MOSCU.-Era un tipo corriente. Nada destacable en él. Era Everyman, un ruso cualquiera; uno de los cientos de miles cuyas voces suelen ser sofocadas y cuya existencia el Kremlin ignora. Cuando pronunciaba un discurso, no lo llenaba de citas literarias o referencias a la historia. Le gustaba sentarse con la gente y hablar de lo que les preocupaba: la sanidad, las escuelas, las carreteras llenas de baches, el precio del pan.
No era un filósofo, sino un abogado en activo, convertido en bloguero obsesivo, convertido en el principal opositor a Vladimir Putin y su régimen de ladrones y sinvergüenzas. O mejor dicho, sinvergüenzas, ladrones y asesinos.
Se opuso a todo lo que representaban: corrupción, amiguismo, codicia, podredumbre moral. Por esa oposición sabía que sería interminablemente acosado, encarcelado y silenciado. Posiblemente asesinado.
Pero Alexei Navalny no tenía miedo a la muerte. A menudo hablaba como si ya hubiera muerto y lo hubiera superado.
Casi lo había hecho. En agosto de 2020, en un vuelo de campaña en Siberia, cayó en coma cuando su ropa fue untada con Novichok, un agente nervioso desarrollado por el ejército ruso.
El hospital regional no pudo atenderle, por lo que fue trasladado en avión a Berlín. Cuando, al cabo de cinco meses, se recuperó y voló a casa, fue inmediatamente detenido y encarcelado por cargos absurdos. Pero se vengó de “Vladimir, el envenenador de calzoncillos”.
Dos días después de su detención, su equipo difundió una película de dos horas sobre el palacio secreto de Putin en el Mar Negro, con sus helipuertos, su iglesia privada abovedada, sus lavabos de oro y su escenario para bailar en la barra. No necesitó pronunciar un discurso al respecto. La película lo decía todo.

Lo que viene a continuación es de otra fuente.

//! This module provides compound identifiers and the compound table

use std::fmt::{Display, Formatter};
use std::fs;
use std::path::Path;

use indexmap::IndexMap;
use serde::Deserialize;
use thiserror::Error;

/// A validated KEGG identifier
///
/// KEGG identifiers consist of a one letter kind prefix ("C" for compounds,
/// "D" for drugs, "G" for glycans) followed by digits, five in the wild.
/// Identifiers are stored in normalized form, so "C31" and "C00031" compare
/// equal.
#[derive(Clone, Debug, PartialEq, Eq, Hash)]
pub struct KeggId {
    kind: KeggIdKind,
    number: u64,
}

/// The KEGG database an identifier belongs to
#[derive(Clone, Copy, Debug, PartialEq, Eq, Hash)]
pub enum KeggIdKind {
    /// A compound identifier ("C...")
    Compound,
    /// A drug identifier ("D...")
    Drug,
    /// A glycan identifier ("G...")
    Glycan,
}

impl KeggId {
    /// Parse a KEGG identifier from its string form
    ///
    /// # Examples
    /// ```rust
    /// use thermorev_core::equilibrium::compound::{KeggId, KeggIdKind};
    /// let id = KeggId::parse("C00031").unwrap();
    /// assert_eq!(id.kind(), KeggIdKind::Compound);
    /// assert_eq!(id.number(), 31);
    /// assert!(KeggId::parse("glc__D_c").is_err());
    /// ```
    pub fn parse(raw: &str) -> Result<KeggId, KeggIdError> {
        let mut chars = raw.chars();
        let kind = match chars.next() {
            Some('C') => KeggIdKind::Compound,
            Some('D') => KeggIdKind::Drug,
            Some('G') => KeggIdKind::Glycan,
            _ => return Err(KeggIdError::InvalidPrefix(raw.to_string())),
        };
        let digits = chars.as_str();
        if digits.is_empty() || !digits.bytes().all(|b| b.is_ascii_digit()) {
            return Err(KeggIdError::InvalidNumber(raw.to_string()));
        }
        let number = digits
            .parse::<u64>()
            .map_err(|_| KeggIdError::InvalidNumber(raw.to_string()))?;
        Ok(KeggId { kind, number })
    }

    /// Create a compound ("C") identifier directly from its numeric part
    pub const fn compound(number: u64) -> KeggId {
        KeggId {
            kind: KeggIdKind::Compound,
            number,
        }
    }

    pub fn kind(&self) -> KeggIdKind {
        self.kind
    }

    /// The numeric part of the identifier, used for ordering
    pub fn number(&self) -> u64 {
        self.number
    }

    pub fn is_compound(&self) -> bool {
        self.kind == KeggIdKind::Compound
    }
}

impl Display for KeggId {
    fn fmt(&self, f: &mut Formatter<'_>) -> std::fmt::Result {
        let prefix = match self.kind {
            KeggIdKind::Compound => 'C',
            KeggIdKind::Drug => 'D',
            KeggIdKind::Glycan => 'G',
        };
        write!(f, "{}{:05}", prefix, self.number)
    }
}

#[derive(Clone, Debug, Error)]
pub enum KeggIdError {
    #[error("Identifier {0} does not start with a KEGG kind prefix (C, D, or G)")]
    InvalidPrefix(String),
    #[error("Identifier {0} does not have a numeric part")]
    InvalidNumber(String),
}

/// Attempt to map a metabolite display name into the compound identifier space
///
/// This is the fallback used by the reversibility check when a metabolite
/// carries no usable compound annotation.
pub trait CompoundMatcher {
    fn match_name(&self, name: &str) -> Option<KeggId>;
}

/// A single record of the compound table
#[derive(Clone, Debug)]
pub struct Compound {
    pub id: KeggId,
    pub name: String,
    /// Chemical formula of the major species at pH 7
    pub formula: String,
    /// Electrical charge of the major species at pH 7
    pub charge: i32,
    /// Standard transformed formation energy in kJ/mol (pH 7, I = 0.1 M,
    /// T = 298.15 K)
    ///
    /// `None` for species the group contribution method cannot decompose.
    pub dg_f_prime: Option<f64>,
}

/// JSON record of the compound table file
#[derive(Deserialize)]
struct JsonCompound {
    id: String,
    name: String,
    formula: String,
    charge: i32,
    dg_f_prime: Option<f64>,
}

/// The compound table backing the tabulated estimator
///
/// Keyed by normalized identifier, with a secondary index from normalized
/// compound names for name based matching.
#[derive(Clone, Debug, Default)]
pub struct CompoundRegistry {
    compounds: IndexMap<KeggId, Compound>,
    names: IndexMap<String, KeggId>,
}

impl CompoundRegistry {
    pub fn new() -> Self {
        CompoundRegistry {
            compounds: IndexMap::new(),
            names: IndexMap::new(),
        }
    }

    /// Read a compound table from a JSON file
    ///
    /// The file holds a list of records with `id`, `name`, `formula`,
    /// `charge`, and nullable `dg_f_prime` fields.
    pub fn read_json<P: AsRef<Path>>(path: P) -> Result<CompoundRegistry, RegistryError> {
        let data = match fs::read_to_string(path) {
            Ok(data) => data,
            Err(err) => return Err(RegistryError::UnableToRead(format!("{:?}", err))),
        };
        let records = match serde_json::from_str::<Vec<JsonCompound>>(&data) {
            Ok(records) => records,
            Err(err) => return Err(RegistryError::UnableToParse(format!("{:?}", err))),
        };
        let mut registry = CompoundRegistry::new();
        for record in records {
            let id = KeggId::parse(&record.id)?;
            registry.insert(Compound {
                id,
                name: record.name,
                formula: record.formula,
                charge: record.charge,
                dg_f_prime: record.dg_f_prime,
            });
        }
        Ok(registry)
    }

    /// Add a compound to the registry
    ///
    /// The first compound registered under a given normalized name wins name
    /// matching for that name.
    pub fn insert(&mut self, compound: Compound) {
        let normalized = normalize_name(&compound.name);
        if !normalized.is_empty() {
            self.names.entry(normalized).or_insert(compound.id.clone());
        }
        self.compounds.insert(compound.id.clone(), compound);
    }

    pub fn get(&self, id: &KeggId) -> Option<&Compound> {
        self.compounds.get(id)
    }

    pub fn len(&self) -> usize {
        self.compounds.len()
    }

    pub fn is_empty(&self) -> bool {
        self.compounds.is_empty()
    }
}

impl CompoundMatcher for CompoundRegistry {
    fn match_name(&self, name: &str) -> Option<KeggId> {
        let normalized = normalize_name(name);
        if normalized.is_empty() {
            return None;
        }
        self.names.get(&normalized).cloned()
    }
}

/// Normalize a compound name for matching
///
/// Case and punctuation carry no chemical meaning ("D-Glucose" and
/// "D glucose" name the same compound), so matching happens on the lowercased
/// alphanumeric skeleton of the name.
fn normalize_name(name: &str) -> String {
    name.chars()
        .filter(|c| c.is_ascii_alphanumeric())
        .map(|c| c.to_ascii_lowercase())
        .collect()
}

#[derive(Debug, Error)]
pub enum RegistryError {
    #[error("Unable to read compound table due to {0}")]
    UnableToRead(String),
    #[error("Unable to parse compound table due to {0}")]
    UnableToParse(String),
    #[error("Compound table contains an invalid identifier")]
    InvalidId(#[from] KeggIdError),
}

#[cfg(test)]
mod tests {
    use super::*;
    use std::path::PathBuf;

    #[test]
    fn parse_kegg_ids() {
        let compound = KeggId::parse("C00031").unwrap();
        assert_eq!(compound.kind(), KeggIdKind::Compound);
        assert_eq!(compound.number(), 31);
        assert!(compound.is_compound());

        let drug = KeggId::parse("D00009").unwrap();
        assert_eq!(drug.kind(), KeggIdKind::Drug);
        assert!(!drug.is_compound());

        let glycan = KeggId::parse("G10609").unwrap();
        assert_eq!(glycan.kind(), KeggIdKind::Glycan);
    }

    #[test]
    fn parse_rejects_model_ids() {
        assert!(matches!(
            KeggId::parse("glc__D_c"),
            Err(KeggIdError::InvalidNumber(_))
        ));
        assert!(matches!(
            KeggId::parse("atp_c"),
            Err(KeggIdError::InvalidPrefix(_))
        ));
        assert!(matches!(
            KeggId::parse("CHEBI:17634"),
            Err(KeggIdError::InvalidNumber(_))
        ));
        assert!(matches!(KeggId::parse("C"), Err(KeggIdError::InvalidNumber(_))));
    }

    #[test]
    fn display_is_normalized() {
        assert_eq!(KeggId::parse("C31").unwrap().to_string(), "C00031");
        assert_eq!(KeggId::parse("C00031").unwrap().to_string(), "C00031");
        assert_eq!(KeggId::parse("C31").unwrap(), KeggId::parse("C00031").unwrap());
        assert_eq!(KeggId::compound(31), KeggId::parse("C00031").unwrap());
    }

    #[test]
    fn name_matching() {
        let mut registry = CompoundRegistry::new();
        registry.insert(Compound {
            id: KeggId::compound(9),
            name: "Orthophosphate".to_string(),
            formula: "HO4P".to_string(),
            charge: -2,
            dg_f_prime: Some(-1059.5),
        });
        assert_eq!(
            registry.match_name("orthophosphate"),
            Some(KeggId::compound(9))
        );
        assert_eq!(
            registry.match_name("Ortho-phosphate"),
            Some(KeggId::compound(9))
        );
        assert_eq!(registry.match_name("phosphoenolpyruvate"), None);
        assert_eq!(registry.match_name(""), None);
    }

    #[test]
    fn read_json() {
        let table_path = PathBuf::from(env!("CARGO_MANIFEST_DIR"))
            .join("test_data")
            .join("compounds.json");
        let registry = CompoundRegistry::read_json(table_path).unwrap();
        assert!(!registry.is_empty());

        let water = registry.get(&KeggId::compound(1)).unwrap();
        assert_eq!(water.formula, "H2O");
        assert_eq!(water.charge, 0);
        assert!(water.dg_f_prime.is_some());

        // The xylulose record deliberately has no formation energy
        let xylulose = registry.get(&KeggId::compound(310)).unwrap();
        assert!(xylulose.dg_f_prime.is_none());
    }
}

El palacio había sido filmado por un dron lanzado desde una lancha neumática, como en una película de suspense. Los dramas de Hollywood parecían reflejar regularmente los suyos.
Aprendió mucho de películas y series de televisión: todo lo que sabía de política, por ejemplo, lo aprendió viendo “The Wire” y “El ala oeste”. Su propia carrera era un gran reality show, en el que luchar contra las autoridades era divertido. Y era ciencia ficción, su gran amor, con matones imprevisibles en un universo extraño y amenazador.
Su envenenamiento fue como ese fragmento de “Alien”, en el que el monstruo Putin revelaba su verdadero horror al salir del huevo. Después de su detención, y con la ayuda de sus abogados, se dedicó a postear en Instagram y a imaginarse que estaba en la cabina de una nave espacial que viajaba a un nuevo mundo. Puede que sus guardias androides se lo impidieran o que los asteroides hicieran explotar la nave por completo, pero había muchas posibilidades de que pudiera atravesarla a toda velocidad.